In a Monday update to a previously-published security advisory , Microsoft said that it was seeing "limited, active attacks at this time."
Symantec, which has a massive global network of sensors and honey trap-like systems to detect and capture exploits, said it had not seen any attacks, however.
The vulnerability exists in all versions of ASP.Net, the company's Web application framework used to craft millions of sites and applications, and lets attackers access Web applications with full administrator rights; decrypt session cookies or other encrypted data on a remote server; and access and snatch files from a site or Web application that relies on ASP.Net.
Microsoft acknowledged the flaw last Friday, the same day that a pair of researchers demonstrated how the "oracle padding" bug can be exploited by force-feeding cipher text to an ASP.Net application and noting the returned error messages it returns.
The company again promised to patch the vulnerability, but like last week, did not set a delivery date for the fix.
"We will be releasing a patch on Windows Update, so all machines will get it," said Scott Guthrie, the Microsoft executive who runs the ASP.Net development team.
The next regularly-scheduled security updates will ship 12 October, a little less than three weeks from today.
Occasionally Microsoft issues emergency patches -- called "out-of-band" updates -- to tackle problems, almost always after attacks appear.

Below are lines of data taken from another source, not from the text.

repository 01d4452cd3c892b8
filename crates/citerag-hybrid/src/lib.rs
//! Retrieval, ranking and context assembly.
//!
//! [`Retriever`] embeds a query, asks the vector store for candidates and
//! re-ranks them with [`FusionEngine`]. [`ContextBudgeter`] then packs the
//! ranked chunks into a bounded context and [`PromptComposer`] wraps that
//! context into a citation-grounded prompt.

pub mod budget;
pub mod fusion;
pub mod prompt;
pub mod retriever;

pub use budget::{BudgetedContext, ContextBudgeter, ContextBlock};
pub use fusion::FusionEngine;
pub use prompt::{Citation, ComposedPrompt, PromptComposer, NO_RESULTS_ANSWER, SYSTEM_PROMPT_TEMPLATE};
pub use retriever::Retriever;
use serde_json::json;

use citerag_core::traits::VectorSearch;
use citerag_core::Error;
use citerag_core::types::{Payload, SearchFilter, SearchRequest, VectorPoint};
use citerag_vector::LanceVectorStore;

fn point(id: &str, vector: Vec<f32>, source: &str, title: &str) -> VectorPoint {
    let payload: Payload = serde_json::from_value(json!({
        "id": id, "source": source, "title": title, "chunk_text": format!("text of {id}"),
        "url": format!("https://x/{id}"), "chunk_index": 0, "metadata": {"total_chunks": 1, "code_blocks_count": 0}
    }))
    .unwrap();
    VectorPoint { id: id.to_string(), vector, payload }
}

#[test]
fn missing_table_is_empty_not_an_error() {
    let tmp = tempfile::tempdir().unwrap();
    let store = LanceVectorStore::open(&tmp.path().to_string_lossy(), "documents", 3).unwrap();
    assert!(store.search(&SearchRequest::new(&[1.0, 0.0, 0.0], 5)).unwrap().is_empty());
    assert_eq!(store.collection_info().unwrap().points_count, 0);
}

#[test]
fn upsert_search_and_filter_round_trip() {
    let tmp = tempfile::tempdir().unwrap();
    let store = LanceVectorStore::open(&tmp.path().to_string_lossy(), "documents", 3).unwrap();
    store
        .upsert(&[
            point("a", vec![1.0, 0.0, 0.0], "swc_docs", "Minify"),
            point("b", vec![0.7, 0.7, 0.0], "slack", "Thread"),
            point("c", vec![0.0, 0.0, 1.0], "github", "O'Reilly"),
        ])
        .unwrap();
    assert_eq!(store.collection_info().unwrap().points_count, 3);

    let hits = store.search(&SearchRequest::new(&[1.0, 0.0, 0.0], 2)).unwrap();
    assert_eq!(hits.len(), 2);
    assert_eq!(hits[0].id, "a");
    assert!((hits[0].score.unwrap() - 1.0).abs() < 1e-4);
    assert_eq!(hits[0].payload.get("title").and_then(|v| v.as_str()), Some("Minify"));
    assert!(hits[0].score >= hits[1].score);

    let filter = SearchFilter::new().must("title", "O'Reilly");
    let req = SearchRequest { filter: Some(&filter), ..SearchRequest::new(&[1.0, 0.0, 0.0], 5) };
    let hits = store.search(&req).unwrap();
    assert_eq!(hits.len(), 1);
    assert_eq!(hits[0].id, "c");

    let req = SearchRequest { score_threshold: Some(0.5), ..SearchRequest::new(&[1.0, 0.0, 0.0], 5) };
    assert_eq!(store.search(&req).unwrap().len(), 2);
}

#[test]
fn upsert_overwrites_existing_ids() {
    let tmp = tempfile::tempdir().unwrap();
    let store = LanceVectorStore::open(&tmp.path().to_string_lossy(), "documents", 3).unwrap();
    store.upsert(&[point("a", vec![1.0, 0.0, 0.0], "swc_docs", "Old")]).unwrap();
    store.upsert(&[point("a", vec![1.0, 0.0, 0.0], "swc_docs", "New"), point("b", vec![0.0, 1.0, 0.0], "slack", "B")]).unwrap();
    assert_eq!(store.collection_info().unwrap().points_count, 2);
    let hits = store.search(&SearchRequest::new(&[1.0, 0.0, 0.0], 1)).unwrap();
    assert_eq!(hits[0].payload.get("title").and_then(|v| v.as_str()), Some("New"));
}

#[test]
fn unknown_filter_key_is_an_error() {
    let tmp = tempfile::tempdir().unwrap();
    let store = LanceVectorStore::open(&tmp.path().to_string_lossy(), "documents", 3).unwrap();
    store.upsert(&[point("a", vec![1.0, 0.0, 0.0], "swc_docs", "A")]).unwrap();
    let filter = SearchFilter::new().must("author", "x");
    let req = SearchRequest { filter: Some(&filter), ..SearchRequest::new(&[1.0, 0.0, 0.0], 5) };
    let err = store.search(&req).unwrap_err();
    assert!(matches!(err.downcast_ref::<Error>(), Some(Error::InvalidFilter(_))));
}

Until the company releases a fix, Guthrie continued to urge Web site and application developers to plug the hole with a temporary workaround that involves editing the "web.config" file.
SharePoint Server 2007 and SharePoint 2010 are also vulnerable to ASP.Net attacks, said Microsoft. The SharePoint team has published different web.config editing instructions for its high-profile, highly-profitable collaboration software.

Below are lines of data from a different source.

//! Okapi BM25 over an in-memory corpus.
//!
//! `score(q, d) = Σ idf(t) · tf(t,d)·(k1+1) / (tf(t,d) + k1·(1 − b + b·|d|/avgdl))`
//! with the smoothed `idf(t) = ln(1 + (N − n_t + 0.5) / (n_t + 0.5))`, which
//! stays positive even when a term occurs in most of a tiny corpus.

use std::collections::HashMap;

use citerag_core::config::Bm25Settings;

use crate::tokenize::tokenize;

#[derive(Debug, Clone, Copy, PartialEq)]
pub struct Bm25Params {
    /// Term-frequency saturation.
    pub k1: f32,
    /// Document-length normalization strength, in `[0, 1]`.
    pub b: f32,
}

impl Default for Bm25Params {
    fn default() -> Self { Self { k1: 1.5, b: 0.75 } }
}

impl From<&Bm25Settings> for Bm25Params {
    fn from(s: &Bm25Settings) -> Self { Self { k1: s.k1, b: s.b } }
}

/// Scores a fixed, ordered corpus. Score `i` always belongs to document `i`.
#[derive(Debug, Clone, Default)]
pub struct LexicalIndex {
    params: Bm25Params,
    term_freqs: Vec<HashMap<String, u32>>,
    doc_lengths: Vec<usize>,
    avg_doc_length: f32,
    idf: HashMap<String, f32>,
}

impl LexicalIndex {
    pub fn build<I, S>(corpus: I, params: Bm25Params) -> Self
    where
        I: IntoIterator<Item = S>,
        S: AsRef<str>,
    {
        let mut term_freqs = Vec::new();
        let mut doc_lengths = Vec::new();
        let mut doc_freq: HashMap<String, u32> = HashMap::new();
        for text in corpus {
            let tokens = tokenize(text.as_ref());
            doc_lengths.push(tokens.len());
            let mut tf: HashMap<String, u32> = HashMap::new();
            for token in tokens {
                *tf.entry(token).or_insert(0) += 1;
            }
            for term in tf.keys() {
                *doc_freq.entry(term.clone()).or_insert(0) += 1;
            }
            term_freqs.push(tf);
        }

        let n = doc_lengths.len() as f32;
        let avg_doc_length = if doc_lengths.is_empty() { 0.0 } else { doc_lengths.iter().sum::<usize>() as f32 / n };
        let idf = doc_freq
            .into_iter()
            .map(|(term, df)| {
                let df = df as f32;
                (term, (1.0 + (n - df + 0.5) / (df + 0.5)).ln())
            })
            .collect();

        tracing::debug!(corpus_size = doc_lengths.len(), avg_doc_length, "built lexical index");
        Self { params, term_freqs, doc_lengths, avg_doc_length, idf }
    }

    pub fn len(&self) -> usize { self.doc_lengths.len() }

    pub fn is_empty(&self) -> bool { self.doc_lengths.is_empty() }

    /// Inverse document frequency of a term; `0.0` for unseen terms.
    pub fn idf(&self, term: &str) -> f32 { self.idf.get(term).copied().unwrap_or(0.0) }

    /// One non-negative score per corpus document, in corpus order. Each
    /// occurrence of a repeated query token contributes again.
    pub fn scores(&self, query_tokens: &[String]) -> Vec<f32> {
        let mut scores = vec![0.0f32; self.len()];
        if self.avg_doc_length <= 0.0 {
            return scores;
        }
        let Bm25Params { k1, b } = self.params;
        for token in query_tokens {
            let Some(&idf) = self.idf.get(token) else { continue };
            for (i, tf) in self.term_freqs.iter().enumerate() {
                let Some(&tf) = tf.get(token) else { continue };
                let tf = tf as f32;
                let dl = self.doc_lengths[i] as f32;
                let norm = tf + k1 * (1.0 - b + b * dl / self.avg_doc_length);
                scores[i] += idf * tf * (k1 + 1.0) / norm;
            }
        }
        scores
    }

    /// Tokenizes `query` with [`tokenize`] and scores it.
    pub fn score_query(&self, query: &str) -> Vec<f32> { self.scores(&tokenize(query)) }
}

Microsoft wasn't downplaying the threat to Web sites and applications. "The publicly disclosed exploit can be used against all types of ASP.NET applications," Guthrie said in a FAQ he posted Monday.
"All sites that use ASP.NET are affected by this vulnerability," echoed Kevin Brown, an engineer with the Microsoft Security Response Center.

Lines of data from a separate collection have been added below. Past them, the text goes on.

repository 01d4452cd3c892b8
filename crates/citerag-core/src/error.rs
use thiserror::Error;

type BoxError = Box<dyn std::error::Error + Send + Sync + 'static>;

#[derive(Debug, Error)]
pub enum Error {
    #[error("Invalid configuration: {0}")]
    InvalidConfig(String),

    #[error("Invalid filter: {0}")]
    InvalidFilter(String),

    #[error("Embedding failed: {0}")]
    Embedding(#[source] BoxError),

    #[error("Vector store failed: {0}")]
    VectorStore(#[source] BoxError),

    #[error("Embedding dimension mismatch: expected {expected}, got {actual}")]
    DimensionMismatch { expected: usize, actual: usize },

    #[error("Ingestion already running: {task_id}")]
    IngestionInProgress { task_id: String },

    #[error("Ingestion cancelled: {task_id}")]
    IngestionCancelled { task_id: String },

    #[error(transparent)]
    Io(#[from] std::io::Error),

    #[error(transparent)]
    Json(#[from] serde_json::Error),
}

impl Error {
    pub fn embedding(err: anyhow::Error) -> Self { Self::Embedding(err.into()) }

    pub fn vector_store(err: anyhow::Error) -> Self { Self::VectorStore(err.into()) }
}

pub type Result<T> = std::result::Result<T, Error>;
use anyhow::{anyhow, Result};
use candle_core::{Device, Tensor};
use tokenizers::Tokenizer;

/// Encodes a batch, truncating to `max_len` and right-padding with `pad_id`
/// to the longest row. Returns `(input_ids, attention_mask)`, both `[B, T]`.
pub fn tokenize_batch(tokenizer: &Tokenizer, texts: &[String], max_len: usize, pad_id: u32, device: &Device) -> Result<(Tensor, Tensor)> {
    let mut rows = Vec::with_capacity(texts.len());
    for text in texts {
        let enc = tokenizer.encode(text.as_str(), true).map_err(|e| anyhow!("Tokenization failed: {}", e))?;
        let mut ids = enc.get_ids().to_vec();
        let mut mask = enc.get_attention_mask().to_vec();
        ids.truncate(max_len);
        mask.truncate(max_len);
        rows.push((ids, mask));
    }
    let width = rows.iter().map(|(ids, _)| ids.len()).max().unwrap_or(0).max(1);
    let mut flat_ids = Vec::with_capacity(rows.len() * width);
    let mut flat_mask = Vec::with_capacity(rows.len() * width);
    for (ids, mask) in rows {
        let pad = width - ids.len();
        flat_ids.extend(ids.into_iter().chain(std::iter::repeat(pad_id).take(pad)));
        flat_mask.extend(mask.into_iter().chain(std::iter::repeat(0u32).take(pad)));
    }
    let input_ids = Tensor::from_vec(flat_ids, (texts.len(), width), device)?;
    let attention_mask = Tensor::from_vec(flat_mask, (texts.len(), width), device)?;
    Ok((input_ids, attention_mask))
}
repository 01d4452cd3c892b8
use candle_core::Device;

pub fn select_device() -> Device {
    #[cfg(feature = "metal")]
    {
        if let Ok(dev) = Device::new_metal(0) { tracing::info!("embedding device: metal"); return dev; }
    }
    tracing::info!("embedding device: cpu");
    Device::Cpu
}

The MSRC also took its usual shot at researchers who publicly disclose bugs in its products before a patch is ready. In an entry to the group's blog , spokesman Dave Forstrom cited "coordinated vulnerability disclosure," a term Microsoft coined last summer to describe how it wants outside researchers to behave.
"We fundamentally believe, and history has shown, that once vulnerability details are released publicly, the probability of exploitation rises significantly," Forstrom said. "Without coordination in place to provide a security update or proper guidance, risk to customers is greatly amplified."